OSHA recently renewed a Local Emphasis Enforcement Program (“LEP”) that targets hotel operators in OSHA’s Region 2, which includes New York, New Jersey, Puerto Rico, and the Virgin Islands. The directive outlining OSHA’s Hotel LEP is available on OSHA’s website.
The Hotel LEP was launched in October 2010, and during the first year of the initiative, OSHA limited enforcement inspections to hotels in the Virgin Islands. According to an OSHA Region 2 official, the agency started in the Virgin Islands because of a high number of reports of workplace injuries at hotels in that area. Since the start of the LEP, OSHA has essentially inspected a different hotel property each month to month and a half. The hotel properties subject to LEP inspections have ranged from locally-owned motels to multinational hotel chains.
The violations cited by OSHA during the first round of the Hotel LEP are consistent with the standards that have historically been the most frequently cited in the hospitality industry, including hazard communication, electrical and fire safety issues, recordkeeping, and others as depicted in the table below:
Most Frequently Cited Standards in the Hotel Industry in 2010
Click here to view table
Historically, OSHA’s inspection history in the hotel industry has been limited to referrals and employee complaints. With the help of organized labor, employee complaints are still a problem for hotel employers as we emphasized earlier this year.
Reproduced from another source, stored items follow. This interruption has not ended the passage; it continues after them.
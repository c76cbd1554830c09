//! The market-data source contract.

use async_trait::async_trait;
use etftrack_types::{DateRange, FetchError, Instrument, RawRecord};

/// A source of raw daily trading records.
///
/// Implementations return records in ascending date order and perform no
/// merging or business validation; they only confirm that the source's
/// response was structurally parseable.
#[async_trait]
pub trait MarketDataClient: Send + Sync + std::fmt::Debug {
    /// Human-readable name of this source.
    fn name(&self) -> &str;

    /// Fetches raw records for `instrument` within `range` (inclusive).
    ///
    /// # Errors
    ///
    /// Returns a transient error for failures worth retrying (network,
    /// timeouts, rate limiting) and a permanent error otherwise.
    async fn fetch(
        &self,
        instrument: &Instrument,
        range: DateRange,
    ) -> Result<Vec<RawRecord>, FetchError>;
}
#[cfg(test)]
mod tests {
    use super::*;
    use etftrack_fetch::{Reply, ScriptedClient};
    use tempfile::TempDir;

    fn date(month: u32, day: u32) -> NaiveDate {
        NaiveDate::from_ymd_opt(2024, month, day).unwrap()
    }

    fn raw(month: u32, day: u32, close: f64) -> RawRecord {
        RawRecord::complete(date(month, day), close, close, close, close, 1_000.0)
    }

    fn config() -> EngineConfig {
        EngineConfig {
            earliest: date(1, 1),
            timeout: Duration::from_secs(5),
            window_months: DEFAULT_WINDOW_MONTHS,
            retry: RetryPolicy::new(3, Duration::from_millis(100), Duration::from_secs(1)),
        }
    }

    struct Fixture {
        _temp: TempDir,
        client: Arc<ScriptedClient>,
        store: Arc<TimeSeriesStore>,
        engine: IngestionEngine,
    }

    fn fixture(client: ScriptedClient) -> Fixture {
        fixture_with(client, config())
    }

    fn fixture_with(client: ScriptedClient, config: EngineConfig) -> Fixture {
        let temp = TempDir::new().unwrap();
        let store = Arc::new(TimeSeriesStore::open(temp.path(), ["0050", "0056"], 0).unwrap());
        let client = Arc::new(client);
        let engine = IngestionEngine::new(client.clone(), Arc::clone(&store), config);
        Fixture {
            _temp: temp,
            client,
            store,
            engine,
        }
    }

    fn etf(code: &str) -> Instrument {
        Instrument::new(code, code)
    }

    #[tokio::test]
    async fn test_init_stores_deduplicated_fetch() {
        let client = ScriptedClient::new().with_reply(
            "0050",
            Reply::Records(vec![raw(1, 2, 100.0), raw(1, 3, 101.0), raw(1, 2, 100.5)]),
        );
        let f = fixture(client);

        let outcome = f.engine.run_as_of(&etf("0050"), Mode::Init, date(1, 10)).await;

        assert_eq!(outcome.status, Status::Success);
        assert_eq!(outcome.records_fetched, 3);
        assert_eq!(outcome.records_merged, 2);
        assert_eq!(outcome.range, Some(DateRange::new(date(1, 1), date(1, 10)).unwrap()));

        let stored = f.store.range("0050", date(1, 1), date(1, 10)).unwrap();
        assert_eq!(stored.len(), 2);
        assert_eq!(stored[0].close, 100.5);
        assert_eq!(f.store.watermark("0050").unwrap(), Some(date(1, 3)));
    }

    #[tokio::test]
    async fn test_update_requests_after_watermark() {
        let client = ScriptedClient::new();
        let f = fixture(client);
        f.store
            .merge_as_of("0050", &[DataPoint::new(date(1, 5), 1.0, 1.0, 1.0, 1.0, 1)], date(1, 5))
            .unwrap();

        let outcome = f.engine.run_as_of(&etf("0050"), Mode::Update, date(1, 10)).await;

        assert_eq!(outcome.status, Status::Success);
        assert_eq!(outcome.records_merged, 0);
        let calls = f.client.calls_for("0050");
        assert_eq!(calls.len(), 1);
        assert_eq!(calls[0].range, DateRange::new(date(1, 6), date(1, 10)).unwrap());
    }

    #[tokio::test]
    async fn test_update_when_current_does_not_fetch() {
        let f = fixture(ScriptedClient::new());
        f.store
            .merge_as_of("0050", &[DataPoint::new(date(1, 10), 1.0, 1.0, 1.0, 1.0, 1)], date(1, 10))
            .unwrap();

        let outcome = f.engine.run_as_of(&etf("0050"), Mode::Update, date(1, 10)).await;

        assert_eq!(outcome.status, Status::Success);
        assert_eq!(outcome.records_merged, 0);
        assert_eq!(outcome.range, None);
        assert!(f.client.calls().is_empty());
    }

    #[tokio::test]
    async fn test_update_without_watermark_backfills() {
        let f = fixture(ScriptedClient::new());
        let instrument = etf("0056").with_start_date(date(1, 3));

        f.engine.run_as_of(&instrument, Mode::Update, date(1, 10)).await;

        let calls = f.client.calls_for("0056");
        assert_eq!(calls[0].range, DateRange::new(date(1, 3), date(1, 10)).unwrap());
    }

    #[tokio::test]
    async fn test_incremental_update_merges_only_new_dates() {
        let history: Vec<_> = [2, 3, 4, 5, 8]
            .into_iter()
            .map(|d| raw(1, d, 100.0 + f64::from(d)))
            .collect();
        let client = ScriptedClient::new().with_history("0050", history);
        let f = fixture(client);
        let existing: Vec<_> = [2, 3, 4, 5]
            .into_iter()
            .map(|d| DataPoint::try_from(raw(1, d, 100.0 + f64::from(d))).unwrap())
            .collect();
        f.store.merge_as_of("0050", &existing, date(1, 5)).unwrap();

        let outcome = f.engine.run_as_of(&etf("0050"), Mode::Update, date(1, 10)).await;

        assert_eq!(outcome.status, Status::Success);
        assert_eq!(outcome.records_merged, 1);
        let dates: Vec<_> = f
            .store
            .range("0050", date(1, 1), date(1, 10))
            .unwrap()
            .iter()
            .map(|p| p.date)
            .collect();
        assert_eq!(dates, vec![date(1, 2), date(1, 3), date(1, 4), date(1, 5), date(1, 8)]);
        assert_eq!(f.store.watermark("0050").unwrap(), Some(date(1, 8)));
    }

    #[tokio::test]
    async fn test_overlapping_init_counts_only_changes() {
        let existing: Vec<_> = [2, 3, 4, 5]
            .into_iter()
            .map(|d| DataPoint::try_from(raw(1, d, 50.0)).unwrap())
            .collect();
        let client = ScriptedClient::new()
            .with_reply("0050", Reply::Records(vec![raw(1, 4, 50.0), raw(1, 8, 51.0)]));
        let f = fixture(client);
        f.store.merge_as_of("0050", &existing, date(1, 5)).unwrap();

        let outcome = f.engine.run_as_of(&etf("0050"), Mode::Init, date(1, 10)).await;

        assert_eq!(outcome.records_merged, 1);
        assert_eq!(f.store.range("0050", date(1, 1), date(1, 10)).unwrap().len(), 5);
    }

    #[tokio::test(start_paused = true)]
    async fn test_transient_failures_are_retried() {
        let client = ScriptedClient::new()
            .with_reply("0050", Reply::Fail(FetchError::transient("reset")))
            .with_reply("0050", Reply::Fail(FetchError::transient("reset")))
            .with_reply("0050", Reply::Records(vec![raw(1, 2, 1.0)]));
        let f = fixture(client);

        let outcome = f.engine.run_as_of(&etf("0050"), Mode::Init, date(1, 10)).await;

        assert_eq!(outcome.status, Status::Success);
        assert_eq!(outcome.attempts, 3);
        assert_eq!(outcome.records_merged, 1);
    }

    #[tokio::test(start_paused = true)]
    async fn test_retries_exhausted() {
        let client = ScriptedClient::new();
        for _ in 0..3 {
            client.push_reply("0050", Reply::Fail(FetchError::transient("HTTP 503")));
        }
        let f = fixture(client);

        let outcome = f.engine.run_as_of(&etf("0050"), Mode::Init, date(1, 10)).await;

        assert_eq!(outcome.status, Status::Failure);
        assert_eq!(outcome.attempts, 3);
        assert_eq!(outcome.error.unwrap().kind, ErrorKind::RetriesExhausted);
        assert_eq!(f.client.calls_for("0050").len(), 3);
    }

    #[tokio::test]
    async fn test_permanent_failure_is_not_retried() {
        let client = ScriptedClient::new()
            .with_reply("0050", Reply::Fail(FetchError::permanent("HTTP 404")));
        let f = fixture(client);

        let outcome = f.engine.run_as_of(&etf("0050"), Mode::Init, date(1, 10)).await;

        assert_eq!(outcome.status, Status::Failure);
        assert_eq!(outcome.attempts, 1);
        assert_eq!(outcome.error.unwrap().kind, ErrorKind::Fetch);
    }

    #[tokio::test(start_paused = true)]
    async fn test_timeouts_are_transient_and_bounded() {
        let client = ScriptedClient::new();
        for _ in 0..3 {
            client.push_reply("0056", Reply::Hang);
        }
        let f = fixture(client);

        let outcome = f.engine.run_as_of(&etf("0056"), Mode::Init, date(1, 10)).await;

        assert_eq!(outcome.status, Status::Failure);
        assert_eq!(outcome.attempts, 3);
        assert_eq!(outcome.error.unwrap().kind, ErrorKind::Timeout);
        assert_eq!(f.store.watermark("0056").unwrap(), None);
    }

    #[tokio::test]
    async fn test_empty_fetch_is_success() {
        let f = fixture(ScriptedClient::new());

        let outcome = f.engine.run_as_of(&etf("0050"), Mode::Init, date(1, 10)).await;

        assert_eq!(outcome.status, Status::Success);
        assert_eq!(outcome.records_fetched, 0);
        assert_eq!(outcome.records_merged, 0);
    }

    #[tokio::test]
    async fn test_invalid_records_make_partial_failure() {
        let mut missing = raw(1, 3, 1.0);
        missing.close = None;
        let client = ScriptedClient::new()
            .with_reply("0050", Reply::Records(vec![raw(1, 2, 1.0), missing]));
        let f = fixture(client);

        let outcome = f.engine.run_as_of(&etf("0050"), Mode::Init, date(1, 10)).await;

        assert_eq!(outcome.status, Status::PartialFailure);
        assert_eq!(outcome.records_merged, 1);
        assert_eq!(outcome.records_rejected, 1);
    }

    #[tokio::test]
    async fn test_unknown_instrument() {
        let f = fixture(ScriptedClient::new());

        let outcome = f.engine.run_as_of(&etf("9999"), Mode::Update, date(1, 10)).await;

        assert_eq!(outcome.status, Status::Failure);
        assert_eq!(outcome.error.unwrap().kind, ErrorKind::UnknownInstrument);
        assert!(f.client.calls().is_empty());
    }

    #[tokio::test]
    async fn test_merge_failure_is_not_retried() {
        let client = ScriptedClient::new()
            .with_reply("0050", Reply::Records(vec![raw(1, 2, 1.0)]));
        let f = fixture(client);
        std::fs::create_dir(f.store.root().join("0050.csv.tmp")).unwrap();

        let outcome = f.engine.run_as_of(&etf("0050"), Mode::Init, date(1, 10)).await;

        assert_eq!(outcome.status, Status::Failure);
        assert_eq!(outcome.error.unwrap().kind, ErrorKind::Storage);
        assert_eq!(outcome.records_fetched, 1);
        assert_eq!(f.client.calls_for("0050").len(), 1);
        assert_eq!(f.store.watermark("0050").unwrap(), None);
    }

    #[tokio::test(start_paused = true)]
    async fn test_multi_year_init_with_default_config() {
        // One record per year, served at two seconds per requested month:
        // the whole range in one call would take far longer than the timeout.
        let history: Vec<_> = (2010..=2026)
            .map(|year| {
                let day = NaiveDate::from_ymd_opt(year, 6, 3).unwrap();
                RawRecord::complete(day, 10.0, 10.0, 10.0, 10.0, 1_000.0)
            })
            .collect();
        let client = ScriptedClient::new()
            .with_history("0050", history)
            .with_month_delay(Duration::from_secs(2));
        let f = fixture_with(client, EngineConfig::default());
        let today = NaiveDate::from_ymd_opt(2026, 10, 17).unwrap();

        let outcome = f.engine.run_as_of(&etf("0050"), Mode::Init, today).await;

        assert_eq!(outcome.status, Status::Success);
        assert_eq!(outcome.records_merged, 17);
        assert_eq!(outcome.attempts, 17);
        assert_eq!(
            f.store.watermark("0050").unwrap(),
            NaiveDate::from_ymd_opt(2026, 6, 3)
        );

        let calls = f.client.calls_for("0050");
        assert_eq!(calls.len(), 17);
        assert_eq!(calls[0].range.start, DEFAULT_EARLIEST_DATE);
        assert_eq!(calls[16].range.end, today);
        assert!(
            calls
                .iter()
                .all(|c| c.range.months().count() <= DEFAULT_WINDOW_MONTHS as usize)
        );
    }

    #[tokio::test]
    async fn test_failed_window_keeps_earlier_windows() {
        let client = ScriptedClient::new()
            .with_reply("0050", Reply::Records(vec![raw(1, 2, 1.0), raw(2, 5, 2.0)]))
            .with_reply("0050", Reply::Fail(FetchError::permanent("HTTP 404")))
            .with_history("0050", vec![raw(1, 2, 1.0), raw(2, 5, 2.0)]);
        let f = fixture_with(
            client,
            EngineConfig {
                window_months: 1,
                ..config()
            },
        );

        let outcome = f.engine.run_as_of(&etf("0050"), Mode::Init, date(2, 10)).await;

        assert_eq!(outcome.status, Status::Failure);
        assert_eq!(outcome.attempts, 2);
        assert_eq!(outcome.records_merged, 1);
        assert_eq!(outcome.error.unwrap().kind, ErrorKind::Fetch);
        assert_eq!(f.store.watermark("0050").unwrap(), Some(date(1, 2)));

        let outcome = f.engine.run_as_of(&etf("0050"), Mode::Update, date(2, 10)).await;

        assert_eq!(outcome.status, Status::Success);
        assert_eq!(outcome.records_merged, 1);
        assert_eq!(f.client.calls_for("0050")[2].range.start, date(1, 3));
        assert_eq!(f.store.watermark("0050").unwrap(), Some(date(2, 5)));
    }

    #[test]
    fn test_plan() {
        let f = fixture(ScriptedClient::new());
        let instrument = etf("0050");

        assert_eq!(
            f.engine.plan(&instrument, None, date(1, 10)),
            Some(DateRange::new(date(1, 1), date(1, 10)).unwrap())
        );
        assert_eq!(
            f.engine.plan(&instrument, Some(date(1, 9)), date(1, 10)),
            Some(DateRange::single_day(date(1, 10)))
        );
        assert_eq!(f.engine.plan(&instrument, Some(date(1, 10)), date(1, 10)), None);
        assert_eq!(f.engine.plan(&instrument, Some(date(1, 11)), date(1, 10)), None);
    }
}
With the Hotel LEP, OSHA is now also conducting programmed inspections, which represents a significant shift in OSHA’s enforcement strategy in the hospitality industry. This shift is consistent with the agency’s overall enforcement strategy. Specifically, OSHA under the Obama Administration has moved from a reactionary agency, only inspecting workplaces after an accident or complaint, to a proactive agency, targeting particular industries and hazards the agency wants to emphasis. Based on the fact that OSHA launched this Hotel LEP and decided to renew it for at least another year after reviewing the inspection data from the first year of the program, the hospitality industry is an industry on OSHA’s radar.
Accordingly, hotels throughout the rest of Region 2 should be on especially high alert, as it is common for OSHA to use one Area Office within a Region (e.g., the Virgin Islands in Region 2), as a pilot program from which to expand LEP inspections into other areas of the same Region. Now is the time for hotel operators in New York, New Jersey, Puerto Rico, and across the country to make certain they are in compliance with OSHA’s regulations, particularly those frequently cited standards referenced in the table above.